Education and career

Buhler received his undergraduate degree from Reed College in 1972, and his Ph.D. from Harvard University in 1977 with thesis Icosahedral Galois Representations and thesis advisor John Tate.[1][2] Buhler was a professor at Reed College in Portland, Oregon from 1980 until his retirement in 2005.[3] From 2004 to 2017, he was director of the IDA Center for Communications Research in La Jolla, California.[4]

In 1997, he introduced, with Zinovy Reichstein, the concept of essential dimension.[5]

Buhler is involved in a project to numerically verify the Kummer–Vandiver conjecture of Harry Vandiver and Ernst Eduard Kummer concerning the class number of cyclotomic fields. Vandiver proved it with a desk calculator up to class number 600, Derrick Lehmer (in the late 1940s) to about 5000, and Buhler with colleagues (in 2001) to 12 million.[6] He continues the project with David Harvey and others.[7]
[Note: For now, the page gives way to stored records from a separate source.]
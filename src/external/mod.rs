//! External collaborators.
//!
//! Traits for everything the pipeline talks to but does not own: payment
//! gateway, catalog, account store, notifier and draw archive. In-memory
//! implementations back the demo binary and the tests.

pub mod account;
pub mod archive;
pub mod catalog;
pub mod gateway;
pub mod memory;
pub mod notifier;
pub mod scripted;

pub use account::{AccountError, AccountStore};
pub use archive::{ArchiveError, ArchivedDraw, DrawArchive, DrawOutcome};
pub use catalog::{BoxListing, CatalogError, CatalogSource};
pub use gateway::{GatewayError, PaymentGateway, StatusReport};
pub use memory::{MemoryAccounts, MemoryArchive, MemoryCatalog, MemoryNotifier};
pub use notifier::{Notice, NoticeKind, Notifier, TracingNotifier};
pub use scripted::{DrawAuthority, MemoryGateway, MemoryGatewayConfig, StatusStep};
He was elected a Fellow of the American Mathematical Society in 2012.

References

  1. Joe Peter Buhler at the Mathematics Genealogy Project
  2. Buhler, Joe P. (1978). Icosahedral Galois Representations. Lecture Notes in Mathematics 654. Springer Verlag. Buhler, J. P (2006-11-15). 2006 pbk reprint. ISBN 9783540358183.
  3. Reed College, Emeriti
  4. Buhler, Joe; Graham, Ron; Hales, Al (2018). ""Maximally nontransitive dice"". American Mathematical Monthly. 125 (5): 387–399. doi:10.1080/00029890.2018.1427392.
  5. Buhler, JP; Reichstein, Z. (1997). "On the essential dimension of a finite group". Compositio Mathematica. 106 (2): 159–179. doi:10.1023/A:1000144403695.
  6. J. P. Buhler, Richard Crandall, Reijo Ernvall, Tauno Metsänkylä, M. Amin Shokrollahi Irregular primes and cyclotomic invariants to 12 million, Journal of Symbolic Computation, Vol. 31, 2001, pp. 89–96 doi:10.1006/jsco.1999.1011
  7. Buhler, J.P.; Harvey, D. (2009). "Irregular primes up to 163 million". arXiv:0912.2121 [math.NT].